Aim of the exercise: Nothing but an exact copy of the listing should appear in the response.
***
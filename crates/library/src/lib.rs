//! The catalog and lending workflow on top of the document and lending
//! crates.
//!
//! - [`Catalog::load`] joins the four catalog documents with the lending
//!   ledger into table rows and the two choice lists.
//! - [`view_entity`] builds the detail view of any entity, resolving its
//!   references into names and links.
//! - [`Catalog::borrow`], [`Catalog::return_book`] and [`clear_all`] change
//!   lending state after asking a [`Confirm`].

mod catalog;
pub mod error;
mod load;
mod sources;
mod view;
mod workflow;

pub use crate::catalog::{BookState, Catalog, Cell, Choice, Indexes, Link, Row};
pub use crate::load::load_document;
pub use crate::sources::Sources;
pub use crate::view::{Borrowing, EntityView, FieldView, ResolvedReference, resolve_references, view_all, view_entity};
pub use crate::workflow::{BorrowRequest, Confirm, Outcome, ReturnRequest, clear_all};
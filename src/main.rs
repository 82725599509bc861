mod cli;
mod error;
mod output;

use clap::Parser;
use exn::ResultExt;
use shelfmark_config::Config;
use shelfmark_lending::{BackendStore, LendingStore, LoanPeriod, MemoryStore};
use shelfmark_library::{BorrowRequest, Catalog, Confirm, Outcome, ReturnRequest, Sources, clear_all, view_all, view_entity};
use shelfmark_render::{Pages, StyleConfig};
use shelfmark_storage::BackendHandle;
use shelfmark_storage::backend::{LocalBackend, ReadOnlyBackend};
use std::io::Write;
use std::path::Path;
use std::process::ExitCode;
use std::sync::Arc;
use tracing_subscriber::EnvFilter;

use crate::cli::{Cli, Command};
use crate::error::{ErrorKind, Result};

const BUILTIN_STYLESHEET: &str = "catalog.css";

#[tokio::main(flavor = "current_thread")]
async fn main() -> ExitCode {
    let cli = Cli::parse();

    let filter = EnvFilter::try_from_default_env().unwrap_or_else(|_| EnvFilter::new(cli.log_level()));
    tracing_subscriber::fmt().with_env_filter(filter).with_writer(std::io::stderr).init();

    match run(cli).await {
        Ok(()) => ExitCode::SUCCESS,
        Err(e) => {
            eprintln!("error: {e:?}");
            ExitCode::FAILURE
        },
    }
}

/// Interactive confirmation on the terminal. Anything other than an
/// explicit yes, including a closed stdin, declines.
struct Prompt;
impl Confirm for Prompt {
    fn confirm(&self, prompt: &str) -> bool {
        match dialoguer::Confirm::new().with_prompt(prompt).default(false).interact() {
            Ok(answer) => answer,
            Err(e) => {
                tracing::warn!(error = %e, "Could not read an answer, declining");
                false
            },
        }
    }
}

struct AssumeYes;
impl Confirm for AssumeYes {
    fn confirm(&self, prompt: &str) -> bool {
        tracing::debug!(prompt, "Confirmed by --yes");
        true
    }
}

/// Everything a command needs, built once from the configuration.
struct App {
    documents: BackendHandle,
    store: Box<dyn LendingStore>,
    sources: Sources,
    loan: LoanPeriod,
    confirm: Box<dyn Confirm>,
    stylesheet: Option<std::path::PathBuf>,
}
impl App {
    fn open(cli: &Cli) -> Result<Self> {
        let config = Config::load(cli.config.as_deref()).or_raise(|| ErrorKind::Config)?;
        tracing::debug!(?config, "Loaded configuration");

        let documents: BackendHandle = Arc::new(
            LocalBackend::existing("documents", &config.documents.root).or_raise(|| ErrorKind::Storage("documents"))?,
        );
        let store = open_store(&config, cli.dry_run)?;
        let confirm: Box<dyn Confirm> = if cli.yes { Box::new(AssumeYes) } else { Box::new(Prompt) };

        Ok(Self {
            documents,
            store,
            sources: Sources {
                books: config.documents.books,
                authors: config.documents.authors,
                publishers: config.documents.publishers,
                genres: config.documents.genres,
            },
            loan: LoanPeriod::months(config.lending.loan_months),
            confirm,
            stylesheet: config.export.stylesheet,
        })
    }

    async fn catalog(&self) -> Result<Catalog> {
        Catalog::load(&self.documents, &self.sources, self.store.as_ref()).await.or_raise(|| ErrorKind::Library)
    }
}

/// The lending store. A dry run reads the real state but drops every
/// write, and never creates the state directory.
fn open_store(config: &Config, dry_run: bool) -> Result<Box<dyn LendingStore>> {
    let root = &config.lending.root;
    if dry_run && !root.is_dir() {
        tracing::info!(root = %root.display(), "No lending state yet, dry run starts empty");
        return Ok(Box::new(MemoryStore::new()));
    }
    let mut state: BackendHandle =
        Arc::new(LocalBackend::new("lending", root).or_raise(|| ErrorKind::Storage("lending"))?);
    if dry_run {
        state = Arc::new(ReadOnlyBackend::new(state));
    }
    let store = BackendStore::new(state, &config.lending.key).or_raise(|| ErrorKind::Lending)?;
    Ok(Box::new(store))
}

async fn run(cli: Cli) -> Result<()> {
    let app = App::open(&cli)?;
    let mut stdout = std::io::stdout().lock();
    match cli.command {
        Command::Catalog => {
            let catalog = app.catalog().await?;
            output::catalog(&catalog, &mut stdout).or_raise(|| ErrorKind::Output)?;
        },
        Command::View { file, id } => {
            let view = view_entity(&app.documents, &app.sources, app.store.as_ref(), &file, &id)
                .await
                .or_raise(|| ErrorKind::Library)?;
            output::entity(&view, &mut stdout).or_raise(|| ErrorKind::Output)?;
        },
        Command::Borrow { book, borrower, date } => {
            let mut catalog = app.catalog().await?;
            let request = BorrowRequest { book_id: &book, borrower: &borrower, date: &date };
            let outcome = catalog
                .borrow(app.store.as_ref(), app.confirm.as_ref(), app.loan, request)
                .await
                .or_raise(|| ErrorKind::Library)?;
            report(&mut stdout, outcome, &format!("Book ID {} has been successfully borrowed.", book.trim()))?;
        },
        Command::Return { book, date } => {
            let mut catalog = app.catalog().await?;
            let request = ReturnRequest { book_id: &book, date: &date };
            let outcome = catalog
                .return_book(app.store.as_ref(), app.confirm.as_ref(), request)
                .await
                .or_raise(|| ErrorKind::Library)?;
            report(&mut stdout, outcome, &format!("Book ID {} has been successfully returned.", book.trim()))?;
        },
        Command::Clear => {
            let outcome =
                clear_all(app.store.as_ref(), app.confirm.as_ref()).await.or_raise(|| ErrorKind::Library)?;
            report(&mut stdout, outcome, "All borrowing data has been cleared.")?;
        },
        Command::Export { dir } => {
            let pages = export(&app, &dir).await?;
            writeln!(stdout, "Exported {pages} pages to {}", dir.display()).or_raise(|| ErrorKind::Output)?;
        },
    }
    Ok(())
}

async fn export(app: &App, dir: &Path) -> Result<usize> {
    let dir = std::path::absolute(dir).or_raise(|| ErrorKind::Storage("export"))?;
    let target: BackendHandle = Arc::new(LocalBackend::new("export", &dir).or_raise(|| ErrorKind::Storage("export"))?);

    let mut styles = StyleConfig::new().with_builtin(BUILTIN_STYLESHEET).or_raise(|| ErrorKind::Render)?;
    if let Some(path) = &app.stylesheet {
        styles = styles.with_file(path).or_raise(|| ErrorKind::Render)?;
    }
    let pages = Pages::new().or_raise(|| ErrorKind::Render)?;

    let catalog = app.catalog().await?;
    let views = view_all(&app.documents, &app.sources, app.store.as_ref()).await.or_raise(|| ErrorKind::Library)?;
    let exported =
        shelfmark_render::export(&target, &pages, &styles, &catalog, &views).await.or_raise(|| ErrorKind::Render)?;
    Ok(exported.pages)
}

fn report(out: &mut impl Write, outcome: Outcome, done: &str) -> Result<()> {
    let message = match outcome {
        Outcome::Completed => done,
        Outcome::Cancelled => "Cancelled, nothing was changed.",
    };
    writeln!(out, "{message}").or_raise(|| ErrorKind::Output)
}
***
Reply:
filename crates/library/src/lib.rs
//! The catalog and lending workflow on top of the document and lending
//! crates.
//!
//! - [`Catalog::load`] joins the four catalog documents with the lending
//!   ledger into table rows and the two choice lists.
//! - [`view_entity`] builds the detail view of any entity, resolving its
//!   references into names and links.
//! - [`Catalog::borrow`], [`Catalog::return_book`] and [`clear_all`] change
//!   lending state after asking a [`Confirm`].

mod catalog;
pub mod error;
mod load;
mod sources;
mod view;
mod workflow;

pub use crate::catalog::{BookState, Catalog, Cell, Choice, Indexes, Link, Row};
pub use crate::load::load_document;
pub use crate::sources::Sources;
pub use crate::view::{Borrowing, EntityView, FieldView, ResolvedReference, resolve_references, view_all, view_entity};
pub use crate::workflow::{BorrowRequest, Confirm, Outcome, ReturnRequest, clear_all};
filename src/main.rs
repository 82725599509bc861
mod cli;
mod error;
mod output;

use clap::Parser;
use exn::ResultExt;
use shelfmark_config::Config;
use shelfmark_lending::{BackendStore, LendingStore, LoanPeriod, MemoryStore};
use shelfmark_library::{BorrowRequest, Catalog, Confirm, Outcome, ReturnRequest, Sources, clear_all, view_all, view_entity};
use shelfmark_render::{Pages, StyleConfig};
use shelfmark_storage::BackendHandle;
use shelfmark_storage::backend::{LocalBackend, ReadOnlyBackend};
use std::io::Write;
use std::path::Path;
use std::process::ExitCode;
use std::sync::Arc;
use tracing_subscriber::EnvFilter;

use crate::cli::{Cli, Command};
use crate::error::{ErrorKind, Result};

const BUILTIN_STYLESHEET: &str = "catalog.css";

#[tokio::main(flavor = "current_thread")]
async fn main() -> ExitCode {
    let cli = Cli::parse();

    let filter = EnvFilter::try_from_default_env().unwrap_or_else(|_| EnvFilter::new(cli.log_level()));
    tracing_subscriber::fmt().with_env_filter(filter).with_writer(std::io::stderr).init();

    match run(cli).await {
        Ok(()) => ExitCode::SUCCESS,
        Err(e) => {
            eprintln!("error: {e:?}");
            ExitCode::FAILURE
        },
    }
}

/// Interactive confirmation on the terminal. Anything other than an
/// explicit yes, including a closed stdin, declines.
struct Prompt;
impl Confirm for Prompt {
    fn confirm(&self, prompt: &str) -> bool {
        match dialoguer::Confirm::new().with_prompt(prompt).default(false).interact() {
            Ok(answer) => answer,
            Err(e) => {
                tracing::warn!(error = %e, "Could not read an answer, declining");
                false
            },
        }
    }
}

struct AssumeYes;
impl Confirm for AssumeYes {
    fn confirm(&self, prompt: &str) -> bool {
        tracing::debug!(prompt, "Confirmed by --yes");
        true
    }
}

/// Everything a command needs, built once from the configuration.
struct App {
    documents: BackendHandle,
    store: Box<dyn LendingStore>,
    sources: Sources,
    loan: LoanPeriod,
    confirm: Box<dyn Confirm>,
    stylesheet: Option<std::path::PathBuf>,
}
impl App {
    fn open(cli: &Cli) -> Result<Self> {
        let config = Config::load(cli.config.as_deref()).or_raise(|| ErrorKind::Config)?;
        tracing::debug!(?config, "Loaded configuration");

        let documents: BackendHandle = Arc::new(
            LocalBackend::existing("documents", &config.documents.root).or_raise(|| ErrorKind::Storage("documents"))?,
        );
        let store = open_store(&config, cli.dry_run)?;
        let confirm: Box<dyn Confirm> = if cli.yes { Box::new(AssumeYes) } else { Box::new(Prompt) };

        Ok(Self {
            documents,
            store,
            sources: Sources {
                books: config.documents.books,
                authors: config.documents.authors,
                publishers: config.documents.publishers,
                genres: config.documents.genres,
            },
            loan: LoanPeriod::months(config.lending.loan_months),
            confirm,
            stylesheet: config.export.stylesheet,
        })
    }

    async fn catalog(&self) -> Result<Catalog> {
        Catalog::load(&self.documents, &self.sources, self.store.as_ref()).await.or_raise(|| ErrorKind::Library)
    }
}

/// The lending store. A dry run reads the real state but drops every
/// write, and never creates the state directory.
fn open_store(config: &Config, dry_run: bool) -> Result<Box<dyn LendingStore>> {
    let root = &config.lending.root;
    if dry_run && !root.is_dir() {
        tracing::info!(root = %root.display(), "No lending state yet, dry run starts empty");
        return Ok(Box::new(MemoryStore::new()));
    }
    let mut state: BackendHandle =
        Arc::new(LocalBackend::new("lending", root).or_raise(|| ErrorKind::Storage("lending"))?);
    if dry_run {
        state = Arc::new(ReadOnlyBackend::new(state));
    }
    let store = BackendStore::new(state, &config.lending.key).or_raise(|| ErrorKind::Lending)?;
    Ok(Box::new(store))
}

async fn run(cli: Cli) -> Result<()> {
    let app = App::open(&cli)?;
    let mut stdout = std::io::stdout().lock();
    match cli.command {
        Command::Catalog => {
            let catalog = app.catalog().await?;
            output::catalog(&catalog, &mut stdout).or_raise(|| ErrorKind::Output)?;
        },
        Command::View { file, id } => {
            let view = view_entity(&app.documents, &app.sources, app.store.as_ref(), &file, &id)
                .await
                .or_raise(|| ErrorKind::Library)?;
            output::entity(&view, &mut stdout).or_raise(|| ErrorKind::Output)?;
        },
        Command::Borrow { book, borrower, date } => {
            let mut catalog = app.catalog().await?;
            let request = BorrowRequest { book_id: &book, borrower: &borrower, date: &date };
            let outcome = catalog
                .borrow(app.store.as_ref(), app.confirm.as_ref(), app.loan, request)
                .await
                .or_raise(|| ErrorKind::Library)?;
            report(&mut stdout, outcome, &format!("Book ID {} has been successfully borrowed.", book.trim()))?;
        },
        Command::Return { book, date } => {
            let mut catalog = app.catalog().await?;
            let request = ReturnRequest { book_id: &book, date: &date };
            let outcome = catalog
                .return_book(app.store.as_ref(), app.confirm.as_ref(), request)
                .await
                .or_raise(|| ErrorKind::Library)?;
            report(&mut stdout, outcome, &format!("Book ID {} has been successfully returned.", book.trim()))?;
        },
        Command::Clear => {
            let outcome =
                clear_all(app.store.as_ref(), app.confirm.as_ref()).await.or_raise(|| ErrorKind::Library)?;
            report(&mut stdout, outcome, "All borrowing data has been cleared.")?;
        },
        Command::Export { dir } => {
            let pages = export(&app, &dir).await?;
            writeln!(stdout, "Exported {pages} pages to {}", dir.display()).or_raise(|| ErrorKind::Output)?;
        },
    }
    Ok(())
}

async fn export(app: &App, dir: &Path) -> Result<usize> {
    let dir = std::path::absolute(dir).or_raise(|| ErrorKind::Storage("export"))?;
    let target: BackendHandle = Arc::new(LocalBackend::new("export", &dir).or_raise(|| ErrorKind::Storage("export"))?);

    let mut styles = StyleConfig::new().with_builtin(BUILTIN_STYLESHEET).or_raise(|| ErrorKind::Render)?;
    if let Some(path) = &app.stylesheet {
        styles = styles.with_file(path).or_raise(|| ErrorKind::Render)?;
    }
    let pages = Pages::new().or_raise(|| ErrorKind::Render)?;

    let catalog = app.catalog().await?;
    let views = view_all(&app.documents, &app.sources, app.store.as_ref()).await.or_raise(|| ErrorKind::Library)?;
    let exported =
        shelfmark_render::export(&target, &pages, &styles, &catalog, &views).await.or_raise(|| ErrorKind::Render)?;
    Ok(exported.pages)
}

fn report(out: &mut impl Write, outcome: Outcome, done: &str) -> Result<()> {
    let message = match outcome {
        Outcome::Completed => done,
        Outcome::Cancelled => "Cancelled, nothing was changed.",
    };
    writeln!(out, "{message}").or_raise(|| ErrorKind::Output)
}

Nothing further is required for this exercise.